# What the task asks
Nothing should be output except the lines from the top of the material below through the line that contains "JPEG, a three-frame", each exactly as written.

Records shown START

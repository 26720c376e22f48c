//! `bright` — brightness adjustment. Grammar: `bright,50` (−100..100).

use super::Action;
use crate::context::ProcessingContext;
use crate::error::{PipelineError, Result};

const HINT: &str = "Bright param error, e.g: bright,50";

#[derive(Debug, Clone, Copy, PartialEq, Eq)]
pub struct BrightOpts {
    pub value: i32,
}

pub struct BrightAction;

impl BrightAction {
    pub fn options(params: &[String]) -> Result<BrightOpts> {
        if params.len() != 2 {
            return Err(PipelineError::invalid(HINT));
        }
        let value = super::parse_ranged_i32(&params[1], -100, 100, HINT)?;
        Ok(BrightOpts { value })
    }
}

impl Action for BrightAction {
    fn name(&self) -> &'static str {
        "bright"
    }

    fn validate(&self, params: &[String]) -> Result<()> {
        Self::options(params).map(|_| ())
    }

    fn process(&self, ctx: &mut ProcessingContext, params: &[String]) -> Result<()> {
        let opt = Self::options(params)?;
        if opt.value == 0 {
            return Ok(());
        }
        ctx.engine
            .brighten(&mut ctx.handle, opt.value)
            .map_err(|e| PipelineError::engine(self.name(), e))
    }
}
//! End-to-end pipeline tests over the real raster engine.
//!
//! Fixtures are generated in memory — a solid PNG, a JPEG, a three-frame
//! GIF — seeded into a `MemStore`, processed through the production
//! processor, and the encoded output decoded again for assertions.

use base64::Engine as _;
use base64::engine::general_purpose::URL_SAFE_NO_PAD;
use image::codecs::gif::{GifDecoder, GifEncoder};
use image::{AnimationDecoder, DynamicImage, Frame, ImageFormat, Rgb, RgbImage, Rgba, RgbaImage};
use imgpipe::{
    ImageProcessor, MemStore, MemStyleStore, PipelineError, PixelFormat, StyleProcessor,
};
use std::io::Cursor;

fn encode(image: DynamicImage, format: ImageFormat) -> Vec<u8> {
    let mut out = Vec::new();
    image.write_to(&mut Cursor::new(&mut out), format).unwrap();
    out
}

fn png_bytes(width: u32, height: u32) -> Vec<u8> {
    let image = DynamicImage::ImageRgb8(RgbImage::from_pixel(width, height, Rgb([255, 0, 0])));
    encode(image, ImageFormat::Png)
}

fn jpeg_bytes(width: u32, height: u32) -> Vec<u8> {
    let image = DynamicImage::ImageRgb8(RgbImage::from_pixel(width, height, Rgb([0, 128, 255])));
    encode(image, ImageFormat::Jpeg)
}

fn animated_gif_bytes(width: u32, height: u32, frames: u32) -> Vec<u8> {
    let mut out = Vec::new();
    {
        let mut encoder = GifEncoder::new(&mut out);
        for i in 0..frames {
            let shade = (i * 60) as u8;
            let frame = Frame::new(RgbaImage::from_pixel(
                width,
                height,
                Rgba([shade, 255 - shade, 0, 255]),
            ));
            encoder.encode_frame(frame).unwrap();
        }
    }
    out
}

fn store_with(key: &str, bytes: Vec<u8>) -> MemStore {
    let store = MemStore::new();
    store.insert(key, bytes);
    store
}

#[test]
fn resize_fixed_enlarges_with_limit_zero() {
    let store = store_with("source.png", png_bytes(50, 50));
    let p = ImageProcessor::global();

    let mut ctx = p
        .new_context("source.png", "image/resize,w_100,h_100,m_fixed,limit_0/", &store)
        .unwrap();
    let output = p.process(&mut ctx).unwrap();

    assert_eq!((output.info.width, output.info.height), (100, 100));
    let decoded = image::load_from_memory(&output.data).unwrap();
    assert_eq!((decoded.width(), decoded.height()), (100, 100));
}

#[test]
fn resize_without_limit_zero_never_enlarges() {
    let store = store_with("source.png", png_bytes(50, 50));
    let p = ImageProcessor::global();

    let mut ctx = p
        .new_context("source.png", "image/resize,w_100,h_100,m_fixed", &store)
        .unwrap();
    let output = p.process(&mut ctx).unwrap();

    assert_eq!((output.info.width, output.info.height), (50, 50));
}

#[test]
fn crop_round_corners_format_chain() {
    let store = store_with("example.jpg", jpeg_bytes(400, 200));
    let p = ImageProcessor::global();

    let mut ctx = p
        .new_context(
            "example.jpg",
            "image/crop,w_100,h_100/rounded-corners,r_10/format,png",
            &store,
        )
        .unwrap();
    let output = p.process(&mut ctx).unwrap();

    assert_eq!((output.info.width, output.info.height), (100, 100));
    assert_eq!(output.info.format, PixelFormat::Png);
    assert_eq!(output.info.channels, 4);

    // The corner really is transparent and the center opaque.
    let decoded = image::load_from_memory(&output.data).unwrap().into_rgba8();
    assert_eq!(decoded.get_pixel(0, 0).0[3], 0);
    assert_eq!(decoded.get_pixel(50, 50).0[3], 255);
}

#[test]
fn resize_single_dimension_keeps_ratio() {
    let store = store_with("example.jpg", jpeg_bytes(400, 200));
    let p = ImageProcessor::global();

    let mut ctx = p
        .new_context("example.jpg", "image/resize,w_50/format,png", &store)
        .unwrap();
    let output = p.process(&mut ctx).unwrap();

    assert_eq!((output.info.width, output.info.height), (50, 25));
}

#[test]
fn resize_then_rotate_quarter_turn() {
    let store = store_with("example.jpg", jpeg_bytes(400, 200));
    let p = ImageProcessor::global();

    let mut ctx = p
        .new_context("example.jpg", "image/resize,w_200/rotate,90", &store)
        .unwrap();
    let output = p.process(&mut ctx).unwrap();

    assert_eq!((output.info.width, output.info.height), (100, 200));
    assert_eq!(output.info.format, PixelFormat::Jpeg);
    assert_eq!(output.info.channels, 3);
}

#[test]
fn indexcrop_strip_wider_than_image_is_a_noop() {
    let store = store_with("example.jpg", jpeg_bytes(400, 200));
    let p = ImageProcessor::global();

    let mut ctx = p
        .new_context("example.jpg", "image/resize,w_20/indexcrop,x_50,i_0/", &store)
        .unwrap();
    let output = p.process(&mut ctx).unwrap();

    assert_eq!(output.info.width, 20);
}

#[test]
fn animated_gif_to_jpeg_flattens_to_one_frame() {
    let store = store_with("example.gif", animated_gif_bytes(50, 30, 3));
    let p = ImageProcessor::global();

    let mut ctx = p
        .new_context("example.gif", "image/format,jpg", &store)
        .unwrap();
    assert_eq!(ctx.info.pages, 3);

    let output = p.process(&mut ctx).unwrap();

    assert!(!ctx.features.read_all_frames);
    assert_eq!((output.info.width, output.info.height), (50, 30));
    assert_eq!(output.info.format, PixelFormat::Jpeg);
    assert_eq!(output.info.channels, 3);
    assert_eq!(output.info.pages, 1);
}

#[test]
fn animated_gif_to_png_flattens_to_one_frame() {
    let store = store_with("example.gif", animated_gif_bytes(50, 30, 3));
    let p = ImageProcessor::global();

    let mut ctx = p
        .new_context("example.gif", "image/format,png", &store)
        .unwrap();
    let output = p.process(&mut ctx).unwrap();

    assert!(!ctx.features.read_all_frames);
    assert_eq!((output.info.width, output.info.height), (50, 30));
    assert_eq!(output.info.format, PixelFormat::Png);
}

#[test]
fn animated_gif_resize_keeps_every_frame() {
    let store = store_with("example.gif", animated_gif_bytes(50, 30, 3));
    let p = ImageProcessor::global();

    let mut ctx = p
        .new_context("example.gif", "image/resize,w_25", &store)
        .unwrap();
    let output = p.process(&mut ctx).unwrap();

    assert_eq!(output.info.format, PixelFormat::Gif);
    assert_eq!(output.info.pages, 3);

    let decoder = GifDecoder::new(Cursor::new(&output.data)).unwrap();
    let frames = decoder.into_frames().collect_frames().unwrap();
    assert_eq!(frames.len(), 3);
    assert_eq!(frames[0].buffer().width(), 25);
}

#[test]
fn auto_webp_applies_when_no_format_action_ran() {
    let store = store_with("example.jpg", jpeg_bytes(40, 40));
    let p = ImageProcessor::global();

    let mut ctx = p.new_context("example.jpg", "", &store).unwrap();
    ctx.features.auto_webp = true;
    let output = p.process(&mut ctx).unwrap();

    assert_eq!(output.info.format, PixelFormat::Webp);
    let decoded = image::ImageReader::new(Cursor::new(&output.data))
        .with_guessed_format()
        .unwrap();
    assert_eq!(decoded.format(), Some(ImageFormat::WebP));
}

#[test]
fn explicit_format_overrides_auto_webp() {
    let store = store_with("example.jpg", jpeg_bytes(40, 40));
    let p = ImageProcessor::global();

    let mut ctx = p
        .new_context("example.jpg", "image/format,png", &store)
        .unwrap();
    ctx.features.auto_webp = true;
    let output = p.process(&mut ctx).unwrap();

    assert_eq!(output.info.format, PixelFormat::Png);
}

#[test]
fn format_selection_is_source_independent() {
    let p = ImageProcessor::global();
    for (key, bytes) in [
        ("a.jpg", jpeg_bytes(30, 30)),
        ("b.png", png_bytes(30, 30)),
        ("c.gif", animated_gif_bytes(30, 30, 2)),
    ] {
        let store = store_with(key, bytes);
        let mut ctx = p.new_context(key, "image/format,png", &store).unwrap();
        let output = p.process(&mut ctx).unwrap();
        assert_eq!(output.info.format, PixelFormat::Png, "source {key}");
    }
}

#[test]
fn unknown_action_fails_with_not_found() {
    let store = store_with("example.jpg", jpeg_bytes(40, 40));
    let p = ImageProcessor::global();

    let mut ctx = p
        .new_context("example.jpg", "image/sepia,1/resize,w_10", &store)
        .unwrap();
    let err = p.process(&mut ctx).unwrap_err();

    assert!(matches!(err, PipelineError::NotFound(_)));
    assert_eq!(err.to_string(), "unknown action sepia");
}

#[test]
fn style_behaves_like_the_stored_instruction() {
    let instruction = "image/resize,w_100,h_100,m_fixed,limit_0/";
    let p = ImageProcessor::global();
    let styles = MemStyleStore::from_styles([("style1", instruction)]);
    let style_processor = StyleProcessor::new(&styles, p);

    let store = store_with("source.png", png_bytes(50, 50));
    let mut ctx = style_processor
        .new_context("source.png", "style/style1", &store)
        .unwrap();
    let styled = style_processor.process(&mut ctx).unwrap();

    let store = store_with("source.png", png_bytes(50, 50));
    let mut ctx = p.new_context("source.png", instruction, &store).unwrap();
    let direct = p.process(&mut ctx).unwrap();

    assert_eq!(styled.info, direct.info);
    assert_eq!(styled.data, direct.data);
}

#[test]
fn invalid_style_name_is_rejected_before_lookup() {
    let p = ImageProcessor::global();
    let styles = MemStyleStore::from_styles([("style1", "image/resize,w_100")]);
    let style_processor = StyleProcessor::new(&styles, p);

    let store = store_with("source.png", png_bytes(50, 50));
    let mut ctx = style_processor
        .new_context("source.png", "style/ #$ ", &store)
        .unwrap();
    let err = style_processor.process(&mut ctx).unwrap_err();

    assert!(matches!(err, PipelineError::InvalidArgument(_)));
    assert_eq!(err.to_string(), "Invalid style name");
}

#[test]
fn unregistered_style_is_not_found() {
    let p = ImageProcessor::global();
    let styles = MemStyleStore::from_styles([("style1", "image/resize,w_100")]);
    let style_processor = StyleProcessor::new(&styles, p);

    let store = store_with("source.png", png_bytes(50, 50));
    let mut ctx = style_processor
        .new_context("source.png", "style/notfound", &store)
        .unwrap();
    let err = style_processor.process(&mut ctx).unwrap_err();

    assert!(matches!(err, PipelineError::NotFound(_)));
    assert_eq!(err.to_string(), "Style not found");
}

#[test]
fn watermark_composites_the_stored_overlay() {
    let store = store_with("base.png", png_bytes(100, 100));
    store.insert(
        "logo.png",
        encode(
            DynamicImage::ImageRgb8(RgbImage::from_pixel(10, 10, Rgb([0, 0, 255]))),
            ImageFormat::Png,
        ),
    );
    let p = ImageProcessor::global();

    let key = URL_SAFE_NO_PAD.encode("logo.png");
    let instruction = format!("image/watermark,image_{key},g_se");
    let mut ctx = p.new_context("base.png", &instruction, &store).unwrap();
    let output = p.process(&mut ctx).unwrap();

    let decoded = image::load_from_memory(&output.data).unwrap().into_rgba8();
    // Overlay sits 10px in from the south-east corner.
    assert_eq!(decoded.get_pixel(85, 85).0, [0, 0, 255, 255]);
    // Far corner keeps the base color.
    assert_eq!(decoded.get_pixel(5, 5).0, [255, 0, 0, 255]);
}

#[test]
fn grey_and_quality_pipeline_runs_end_to_end() {
    let store = store_with("example.jpg", jpeg_bytes(60, 40));
    let p = ImageProcessor::global();

    let mut ctx = p
        .new_context("example.jpg", "image/grey,1/quality,q_60", &store)
        .unwrap();
    let output = p.process(&mut ctx).unwrap();

    assert_eq!(output.info.format, PixelFormat::Jpeg);
    let decoded = image::load_from_memory(&output.data).unwrap().into_rgb8();
    let pixel = decoded.get_pixel(30, 20).0;
    // Grayscale JPEG: channels equalized (within compression tolerance).
    assert!(pixel[0].abs_diff(pixel[1]) < 8 && pixel[1].abs_diff(pixel[2]) < 8);
}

Records shown END

# Written answer
repository 26720c376e22f48c
//! `bright` — brightness adjustment. Grammar: `bright,50` (−100..100).

use super::Action;
use crate::context::ProcessingContext;
use crate::error::{PipelineError, Result};

const HINT: &str = "Bright param error, e.g: bright,50";

#[derive(Debug, Clone, Copy, PartialEq, Eq)]
pub struct BrightOpts {
    pub value: i32,
}

pub struct BrightAction;

impl BrightAction {
    pub fn options(params: &[String]) -> Result<BrightOpts> {
        if params.len() != 2 {
            return Err(PipelineError::invalid(HINT));
        }
        let value = super::parse_ranged_i32(&params[1], -100, 100, HINT)?;
        Ok(BrightOpts { value })
    }
}

impl Action for BrightAction {
    fn name(&self) -> &'static str {
        "bright"
    }

    fn validate(&self, params: &[String]) -> Result<()> {
        Self::options(params).map(|_| ())
    }

    fn process(&self, ctx: &mut ProcessingContext, params: &[String]) -> Result<()> {
        let opt = Self::options(params)?;
        if opt.value == 0 {
            return Ok(());
        }
        ctx.engine
            .brighten(&mut ctx.handle, opt.value)
            .map_err(|e| PipelineError::engine(self.name(), e))
    }
}
//! End-to-end pipeline tests over the real raster engine.
//!
//! Fixtures are generated in memory — a solid PNG, a JPEG, a three-frame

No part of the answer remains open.